*** Opening SOURCE MATERIAL ***

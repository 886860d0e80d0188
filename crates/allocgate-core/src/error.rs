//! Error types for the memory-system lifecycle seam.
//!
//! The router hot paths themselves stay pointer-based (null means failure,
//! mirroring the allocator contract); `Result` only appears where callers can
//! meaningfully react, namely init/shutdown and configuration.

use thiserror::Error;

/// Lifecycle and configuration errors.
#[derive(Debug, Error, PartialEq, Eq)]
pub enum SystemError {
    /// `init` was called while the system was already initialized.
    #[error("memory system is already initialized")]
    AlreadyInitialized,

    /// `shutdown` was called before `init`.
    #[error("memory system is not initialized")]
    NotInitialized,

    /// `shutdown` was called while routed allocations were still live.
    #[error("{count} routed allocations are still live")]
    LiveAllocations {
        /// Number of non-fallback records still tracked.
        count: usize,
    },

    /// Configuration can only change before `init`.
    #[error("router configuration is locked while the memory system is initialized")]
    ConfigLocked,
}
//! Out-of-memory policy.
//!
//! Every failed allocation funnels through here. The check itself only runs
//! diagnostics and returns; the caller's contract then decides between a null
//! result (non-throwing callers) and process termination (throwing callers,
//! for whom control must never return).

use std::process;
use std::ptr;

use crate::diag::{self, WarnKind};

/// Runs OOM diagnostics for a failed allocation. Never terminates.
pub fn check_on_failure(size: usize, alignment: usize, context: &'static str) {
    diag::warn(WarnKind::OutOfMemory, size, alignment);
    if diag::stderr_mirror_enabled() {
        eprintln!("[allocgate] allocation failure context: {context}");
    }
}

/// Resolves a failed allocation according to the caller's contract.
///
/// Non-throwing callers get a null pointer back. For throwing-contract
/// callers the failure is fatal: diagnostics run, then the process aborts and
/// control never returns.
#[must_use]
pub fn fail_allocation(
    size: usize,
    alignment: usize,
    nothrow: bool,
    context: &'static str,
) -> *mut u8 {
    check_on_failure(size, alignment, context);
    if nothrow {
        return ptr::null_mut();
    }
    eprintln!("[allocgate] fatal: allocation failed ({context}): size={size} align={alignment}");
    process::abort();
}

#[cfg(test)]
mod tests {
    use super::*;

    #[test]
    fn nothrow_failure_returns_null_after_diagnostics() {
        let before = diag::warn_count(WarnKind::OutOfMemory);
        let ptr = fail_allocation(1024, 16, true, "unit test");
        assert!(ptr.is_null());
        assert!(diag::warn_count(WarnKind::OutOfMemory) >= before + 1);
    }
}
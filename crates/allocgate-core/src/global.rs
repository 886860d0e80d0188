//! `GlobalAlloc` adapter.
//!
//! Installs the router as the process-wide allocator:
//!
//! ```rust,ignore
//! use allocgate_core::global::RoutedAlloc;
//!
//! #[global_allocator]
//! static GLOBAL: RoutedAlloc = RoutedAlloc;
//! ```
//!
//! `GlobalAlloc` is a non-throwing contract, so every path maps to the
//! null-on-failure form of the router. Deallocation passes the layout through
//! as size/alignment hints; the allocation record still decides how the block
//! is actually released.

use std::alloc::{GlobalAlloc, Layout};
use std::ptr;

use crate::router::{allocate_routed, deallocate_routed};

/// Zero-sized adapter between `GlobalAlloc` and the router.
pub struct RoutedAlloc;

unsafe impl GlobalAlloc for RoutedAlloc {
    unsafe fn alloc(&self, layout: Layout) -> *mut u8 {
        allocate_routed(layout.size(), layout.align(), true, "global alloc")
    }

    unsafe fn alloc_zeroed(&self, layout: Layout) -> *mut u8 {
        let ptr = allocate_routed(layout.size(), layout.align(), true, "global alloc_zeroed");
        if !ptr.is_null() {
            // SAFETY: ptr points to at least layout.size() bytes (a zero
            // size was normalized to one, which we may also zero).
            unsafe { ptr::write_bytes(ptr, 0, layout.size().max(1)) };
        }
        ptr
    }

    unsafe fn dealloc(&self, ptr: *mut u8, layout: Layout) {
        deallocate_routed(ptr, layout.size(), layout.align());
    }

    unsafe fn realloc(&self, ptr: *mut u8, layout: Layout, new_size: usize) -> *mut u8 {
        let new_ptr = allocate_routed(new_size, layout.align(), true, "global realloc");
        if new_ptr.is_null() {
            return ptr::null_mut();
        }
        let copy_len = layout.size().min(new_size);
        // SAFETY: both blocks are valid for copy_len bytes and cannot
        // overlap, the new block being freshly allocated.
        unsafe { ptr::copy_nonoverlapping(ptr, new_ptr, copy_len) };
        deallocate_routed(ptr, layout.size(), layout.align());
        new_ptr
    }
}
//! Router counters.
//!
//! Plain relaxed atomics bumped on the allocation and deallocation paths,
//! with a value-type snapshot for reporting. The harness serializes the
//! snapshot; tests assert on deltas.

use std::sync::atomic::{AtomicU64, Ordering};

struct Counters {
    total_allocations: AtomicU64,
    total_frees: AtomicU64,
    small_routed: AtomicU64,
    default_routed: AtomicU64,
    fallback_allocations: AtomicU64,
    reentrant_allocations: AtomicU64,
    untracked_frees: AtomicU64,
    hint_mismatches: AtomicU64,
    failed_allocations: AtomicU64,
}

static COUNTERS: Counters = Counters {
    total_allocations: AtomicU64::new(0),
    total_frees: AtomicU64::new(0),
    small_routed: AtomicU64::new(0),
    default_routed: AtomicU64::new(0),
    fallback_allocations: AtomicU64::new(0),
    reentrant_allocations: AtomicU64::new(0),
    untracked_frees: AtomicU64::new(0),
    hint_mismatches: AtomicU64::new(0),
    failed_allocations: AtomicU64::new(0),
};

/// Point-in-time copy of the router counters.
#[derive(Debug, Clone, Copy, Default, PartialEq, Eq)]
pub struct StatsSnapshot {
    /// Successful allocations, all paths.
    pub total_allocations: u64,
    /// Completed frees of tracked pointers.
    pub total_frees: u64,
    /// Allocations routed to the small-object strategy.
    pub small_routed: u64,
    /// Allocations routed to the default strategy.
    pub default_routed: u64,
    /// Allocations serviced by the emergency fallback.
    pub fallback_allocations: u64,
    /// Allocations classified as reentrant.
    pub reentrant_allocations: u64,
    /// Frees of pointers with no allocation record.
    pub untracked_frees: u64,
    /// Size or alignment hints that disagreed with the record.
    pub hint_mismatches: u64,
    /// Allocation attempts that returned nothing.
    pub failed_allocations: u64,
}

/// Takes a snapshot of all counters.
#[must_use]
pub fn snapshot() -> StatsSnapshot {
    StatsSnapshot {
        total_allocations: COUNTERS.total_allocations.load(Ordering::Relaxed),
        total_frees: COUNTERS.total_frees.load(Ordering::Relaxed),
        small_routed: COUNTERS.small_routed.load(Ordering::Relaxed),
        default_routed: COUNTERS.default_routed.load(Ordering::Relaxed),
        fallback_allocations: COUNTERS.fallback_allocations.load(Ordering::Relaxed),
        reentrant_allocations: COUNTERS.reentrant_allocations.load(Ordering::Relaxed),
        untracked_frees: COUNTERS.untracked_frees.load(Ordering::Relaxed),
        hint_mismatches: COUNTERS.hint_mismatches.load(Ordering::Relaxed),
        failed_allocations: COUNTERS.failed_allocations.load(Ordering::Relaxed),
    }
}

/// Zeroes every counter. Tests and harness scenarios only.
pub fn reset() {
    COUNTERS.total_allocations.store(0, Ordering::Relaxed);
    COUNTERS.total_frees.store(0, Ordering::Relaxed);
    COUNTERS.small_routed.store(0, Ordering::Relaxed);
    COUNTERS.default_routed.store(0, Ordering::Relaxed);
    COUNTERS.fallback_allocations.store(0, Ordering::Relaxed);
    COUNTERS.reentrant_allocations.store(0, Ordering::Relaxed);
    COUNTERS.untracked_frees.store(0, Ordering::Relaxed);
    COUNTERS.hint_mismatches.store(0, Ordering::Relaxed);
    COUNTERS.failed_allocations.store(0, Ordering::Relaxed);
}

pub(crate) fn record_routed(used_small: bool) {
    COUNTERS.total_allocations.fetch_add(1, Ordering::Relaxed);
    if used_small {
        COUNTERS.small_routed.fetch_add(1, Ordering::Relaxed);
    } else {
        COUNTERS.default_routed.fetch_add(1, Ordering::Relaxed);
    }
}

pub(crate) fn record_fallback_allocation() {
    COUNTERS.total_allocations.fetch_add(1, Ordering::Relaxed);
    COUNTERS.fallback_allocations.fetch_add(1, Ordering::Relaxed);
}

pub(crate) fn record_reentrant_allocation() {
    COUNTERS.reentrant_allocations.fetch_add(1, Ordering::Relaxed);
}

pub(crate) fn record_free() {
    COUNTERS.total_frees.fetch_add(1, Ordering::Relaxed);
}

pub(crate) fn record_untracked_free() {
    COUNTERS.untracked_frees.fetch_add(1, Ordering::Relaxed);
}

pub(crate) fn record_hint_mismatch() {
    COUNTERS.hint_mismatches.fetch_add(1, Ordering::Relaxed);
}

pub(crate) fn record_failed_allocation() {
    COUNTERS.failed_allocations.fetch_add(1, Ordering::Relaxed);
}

*** Closing SOURCE MATERIAL ***

Pull out every line in the material above where "filename" occurs.

filename crates/allocgate-core/src/error.rs
filename crates/allocgate-core/src/global.rs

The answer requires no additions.